▸ **Problem description**: Copy every line of the listing that holds the string "right".

▸ **Input**:
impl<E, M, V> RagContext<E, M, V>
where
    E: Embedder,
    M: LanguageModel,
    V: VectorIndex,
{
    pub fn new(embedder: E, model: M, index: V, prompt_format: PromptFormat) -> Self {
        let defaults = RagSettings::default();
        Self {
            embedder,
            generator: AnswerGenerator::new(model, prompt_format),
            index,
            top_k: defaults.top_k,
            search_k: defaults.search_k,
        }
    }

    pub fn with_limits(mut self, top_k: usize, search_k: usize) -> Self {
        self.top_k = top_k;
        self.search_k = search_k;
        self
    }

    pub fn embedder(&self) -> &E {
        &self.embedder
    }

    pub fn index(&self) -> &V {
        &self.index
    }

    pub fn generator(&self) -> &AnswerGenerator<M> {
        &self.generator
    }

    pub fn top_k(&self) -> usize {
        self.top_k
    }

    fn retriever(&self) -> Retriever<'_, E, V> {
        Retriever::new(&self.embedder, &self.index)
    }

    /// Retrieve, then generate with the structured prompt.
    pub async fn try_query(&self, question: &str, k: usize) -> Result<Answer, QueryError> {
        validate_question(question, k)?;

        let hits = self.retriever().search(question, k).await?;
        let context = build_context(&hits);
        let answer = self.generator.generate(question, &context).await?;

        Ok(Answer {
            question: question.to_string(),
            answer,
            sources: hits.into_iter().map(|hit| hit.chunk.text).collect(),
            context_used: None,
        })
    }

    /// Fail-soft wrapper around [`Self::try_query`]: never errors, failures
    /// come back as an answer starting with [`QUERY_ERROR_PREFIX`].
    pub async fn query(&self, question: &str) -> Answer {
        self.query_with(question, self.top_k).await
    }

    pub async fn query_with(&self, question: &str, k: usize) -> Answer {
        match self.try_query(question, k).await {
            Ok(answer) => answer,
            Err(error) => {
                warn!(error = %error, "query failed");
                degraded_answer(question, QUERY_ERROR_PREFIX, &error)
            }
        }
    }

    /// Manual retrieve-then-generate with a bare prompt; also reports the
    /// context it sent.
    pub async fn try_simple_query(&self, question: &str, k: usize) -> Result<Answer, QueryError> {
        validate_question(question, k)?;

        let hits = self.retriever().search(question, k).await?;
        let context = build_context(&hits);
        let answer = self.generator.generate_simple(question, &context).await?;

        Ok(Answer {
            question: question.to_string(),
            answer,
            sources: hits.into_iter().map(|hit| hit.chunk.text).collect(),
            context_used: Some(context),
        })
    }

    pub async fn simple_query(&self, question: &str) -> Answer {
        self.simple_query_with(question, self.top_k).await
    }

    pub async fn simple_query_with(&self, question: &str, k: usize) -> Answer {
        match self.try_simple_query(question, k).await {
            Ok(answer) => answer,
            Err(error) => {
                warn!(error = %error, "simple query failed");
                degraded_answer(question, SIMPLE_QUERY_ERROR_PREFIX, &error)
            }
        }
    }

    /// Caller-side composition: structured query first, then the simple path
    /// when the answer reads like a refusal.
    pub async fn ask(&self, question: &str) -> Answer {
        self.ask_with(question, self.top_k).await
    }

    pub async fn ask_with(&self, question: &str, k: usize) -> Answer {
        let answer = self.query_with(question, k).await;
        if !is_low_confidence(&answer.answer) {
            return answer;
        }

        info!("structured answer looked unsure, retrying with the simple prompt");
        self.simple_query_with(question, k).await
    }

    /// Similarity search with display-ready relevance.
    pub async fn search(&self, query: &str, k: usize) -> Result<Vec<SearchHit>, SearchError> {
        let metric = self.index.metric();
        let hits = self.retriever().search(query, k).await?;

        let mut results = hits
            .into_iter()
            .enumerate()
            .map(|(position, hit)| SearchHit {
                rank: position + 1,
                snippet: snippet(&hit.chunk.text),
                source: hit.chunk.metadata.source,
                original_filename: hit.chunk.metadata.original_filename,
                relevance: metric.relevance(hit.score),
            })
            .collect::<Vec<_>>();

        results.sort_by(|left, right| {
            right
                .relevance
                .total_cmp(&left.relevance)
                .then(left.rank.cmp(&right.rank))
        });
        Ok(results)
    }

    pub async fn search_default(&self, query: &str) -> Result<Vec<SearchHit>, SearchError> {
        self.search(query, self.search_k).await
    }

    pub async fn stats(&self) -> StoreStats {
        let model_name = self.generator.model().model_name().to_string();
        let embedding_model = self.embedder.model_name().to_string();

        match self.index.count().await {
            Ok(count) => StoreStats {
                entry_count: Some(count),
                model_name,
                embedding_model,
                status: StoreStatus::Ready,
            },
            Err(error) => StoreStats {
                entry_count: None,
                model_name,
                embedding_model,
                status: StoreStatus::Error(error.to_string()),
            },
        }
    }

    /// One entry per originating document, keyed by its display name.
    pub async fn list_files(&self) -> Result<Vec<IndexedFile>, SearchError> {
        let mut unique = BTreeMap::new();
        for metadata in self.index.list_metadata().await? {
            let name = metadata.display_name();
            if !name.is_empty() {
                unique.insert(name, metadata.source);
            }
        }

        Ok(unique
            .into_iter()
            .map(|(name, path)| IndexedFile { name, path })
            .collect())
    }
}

▸ **Solution for this problem**:
        results.sort_by(|left, right| {
            right
                .then(left.rank.cmp(&right.rank))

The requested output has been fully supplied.